Charge Ready Transport Advances Despite Pandemic-Related Challenges

EV charging construction for medium- and heavy-duty fleets gets underway at first five locations.

Despite pandemic-related challenges, Southern California Edison’s program to electrify commercial fleets is underway.

The utility is beginning construction on the first five sites of the $356 million
Charge Ready Transport program, which helps SCE’s nonresidential customers with the cost of installing EV charging infrastructure for medium- and heavy-duty electric vehicles.

The five Charge Ready Transport locations are Antelope Valley Schools Transportation Agency in Lancaster, Visalia Unified School District in Visalia, Pleasant View Elementary School in Porterville and two sites for Porterville Transit in Porterville.

“These five sites will support over 80 new electric school and transit buses in a region with notoriously bad air quality,” said Justin Bardin, SCE program manager for Charge Ready Transport “These sites are particularly exciting because they are not small pilots, but, rather, significant projects that will propel these organizations toward a clean transportation future.”

Over the next five years,
Charge Ready Transport aims to add charging stations at a minimum of 870 commercial sites within SCE’s 50,000-square-mile service area, or enough infrastructure to support at least 8,490 industrial EVs.

Two of the first  five Charge Ready Transport sites will be built at Porterville Transit.
Two of the first five Charge Ready Transport sites will be built at Porterville Transit.

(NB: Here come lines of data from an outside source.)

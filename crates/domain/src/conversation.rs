use chrono::{DateTime, Utc};
use serde::{Deserialize, Serialize};

#[derive(Debug, Clone, Copy, PartialEq, Eq, Serialize, Deserialize)]
#[serde(rename_all = "snake_case")]
pub enum MessageRole {
    Reporter,
    Assignee,
    #[serde(rename = "self")]
    SelfRole,
    Other,
}

/// Provider-agnostic thread message, produced by normalizing whatever
/// shape the `IssueTracker` adapter returns (spec §3).
#[derive(Debug, Clone, Serialize, Deserialize)]
pub struct ConversationMessage {
    /// 1-based position in the thread.
    pub seq: u32,
    pub author_username: String,
    pub role: MessageRole,
    pub timestamp: DateTime<Utc>,
    pub reply_to_seq: Option<u32>,
    pub content: String,

    /// Set when `author` matches a gap's respondent and `timestamp` falls
    /// inside `[gap.created_at, gap.resolved_at]` (spec §4.8.3).
    #[serde(default)]
    pub answers_gap_id: Option<i64>,
    /// Set when `content` contains a configured proceed phrase.
    #[serde(default)]
    pub is_proceed: bool,

    /// Provider thread/discussion id this message belongs to, if any.
    #[serde(default)]
    pub discussion_id: Option<String>,
}

impl ConversationMessage {
    pub fn new(
        seq: u32,
        author_username: impl Into<String>,
        role: MessageRole,
        timestamp: DateTime<Utc>,
        content: impl Into<String>,
    ) -> Self {
        Self {
            seq,
            author_username: author_username.into(),
            role,
            timestamp,
            reply_to_seq: None,
            content: content.into(),
            answers_gap_id: None,
            is_proceed: false,
            discussion_id: None,
        }
    }
}

/// Renders a conversation into the XML block consumed by the Planner's
/// user message (spec §4.8.3). Kept here (not in `relay-context`) because
/// both the Planner and the SpecGenerator need it and neither should
/// depend on the other.
pub fn render_conversation_xml(messages: &[ConversationMessage]) -> String {
    let mut out = String::from("<conversation>\n");
    for m in messages {
        out.push_str("  <msg n=\"");
        out.push_str(&m.seq.to_string());
        out.push_str("\" author=\"");
        out.push_str(&xml_escape(&m.author_username));
        out.push_str("\" role=\"");
        out.push_str(role_str(m.role));
        out.push_str("\" ts=\"");
        out.push_str(&m.timestamp.to_rfc3339());
        out.push('"');
        if let Some(r) = m.reply_to_seq {
            out.push_str(&format!(" reply_to=\"{r}\""));
        }
        if let Some(g) = m.answers_gap_id {
            out.push_str(&format!(" answers_gap=\"{g}\""));
        }
        if m.is_proceed {
            out.push_str(" is_proceed=\"true\"");
        }
        out.push_str(">\n    ");
        out.push_str(&xml_escape(&m.content));
        out.push_str("\n  </msg>\n");
    }
    out.push_str("</conversation>");
    out
}

fn role_str(r: MessageRole) -> &'static str {
    match r {
        MessageRole::Reporter => "reporter",
        MessageRole::Assignee => "assignee",
        MessageRole::SelfRole => "self",
        MessageRole::Other => "other",
    }
}

fn xml_escape(s: &str) -> String {
    s.replace('&', "&amp;")
        .replace('<', "&lt;")
        .replace('>', "&gt;")
        .replace('"', "&quot;")
}

/// Annotation heuristics applied at handoff time (spec §4.8.3): mark
/// `answers_gap_id` for messages whose author matches the gap's respondent
/// role and whose timestamp falls in `[created_at, resolved_at]`, and mark
/// `is_proceed` for messages containing a configured proceed phrase
/// (case-insensitive substring).
pub fn annotate_messages(
    messages: &mut [ConversationMessage],
    gaps: &[crate::gap::Gap],
    proceed_phrases: &[String],
) {
    for m in messages.iter_mut() {
        for gap in gaps {
            let respondent_matches = match gap.respondent {
                crate::gap::Respondent::Reporter => m.role == MessageRole::Reporter,
                crate::gap::Respondent::Assignee => m.role == MessageRole::Assignee,
            };
            if !respondent_matches {
                continue;
            }
            let after_created = m.timestamp >= gap.created_at;
            let before_resolved = gap.resolved_at.map(|r| m.timestamp <= r).unwrap_or(true);
            if after_created && before_resolved {
                m.answers_gap_id = Some(gap.id);
                break;
            }
        }
        let lower = m.content.to_lowercase();
        m.is_proceed = proceed_phrases
            .iter()
            .any(|p| lower.contains(&p.to_lowercase()));
    }
}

Although the five sites are for school and transit bus fleets, the program is designed to serve electric delivery trucks and vans, yard haulers and big rigs as well as industrial equipment like forklifts. The transit and school bus sites are eligible for rebates to help with the purchase of charging stations once the infrastructure is installed.

Getting construction going on these sites during a pandemic has presented some challenges that have required creative approaches at various stages of planning and design.

“We don’t hold on-site meetings with customers” because of COVID-19 restrictions, said Simon Horton, SCE senior project manager. “And only having a limited number of construction personnel on the site at any one time adds a layer of complexity that we’ve never dealt with before.”

One big challenge was scheduling site inspections.

“For construction inspections, we would usually have city inspectors show up and get signoff at various stages of construction,” Horton said. “As a workaround, we used drive-by inspections and Facetime to get virtual approval rather than in-person.”

Because they were so successful in Charge Ready Transport projects, Facetime inspections have now become COVID-19 standard practice for some cities. Review and approval of design work has also been moved from in-person to virtual meetings.

In order to achieve our state’s climate goals, we believe that 75% of the state’s vehicles need to be electric by 2045. That includes 67% of medium-duty vehicles and 38% of heavy-duty vehicles. Investing in electric transportation is not only good for the environment. It also creates jobs, which will help significantly with economic recovery from COVID-19, and makes more efficient use of the grid, which will reduce rates for all customers. That’s a win-win-win for all of us.”

Carter Prescott, SCE Principal Manager

“The great thing is that as long as we’re following CDC guidelines for distancing, we’re able to keep a lot of people employed during this time that would otherwise be sitting idle,” Horton said.

Charge Ready Transport was designed with Southern California in mind, where the goods movement industry plays an important role in the economy, but is also a major source of greenhouse gas emissions and air pollution, said Carter Prescott, principal manager of operations for SCE’s eMobility team.

“In order to achieve our state’s climate goals, we believe that 75% of the state’s vehicles need to be electric by 2045. That includes 67% of medium-duty vehicles and 38% of heavy-duty vehicles,” Prescott said, citing figures from SCE’s recently released
Pathway 2045, the company’s analysis of steps that California must take to meet the 2045 goals to clean our electricity grid and reach carbon neutrality.

“Investing in electric transportation is not only good for the environment,” Prescott said. “It also creates jobs, which will help significantly with economic recovery from COVID-19, and makes more efficient use of the grid, which will reduce rates for all customers. That’s a win-win-win for all of us.”

Construction for medium- and heavy-duty charging station begins as SCE continues to install EV charging for passenger vehicles through its light-duty Charge Ready Pilot, which is funding a current project to add more than 100 chargers in the Pomona
Fairplex parking lot.

SCE also recently collaborated with other utilities on the
West Coast Clean Transit Corridor Initiative, a study that proposes a conceptual plan for building electric charging sites for delivery trucks and long-haul big rigs from the Canadian to the Mexican border along the Interstate 5 and adjoining highways.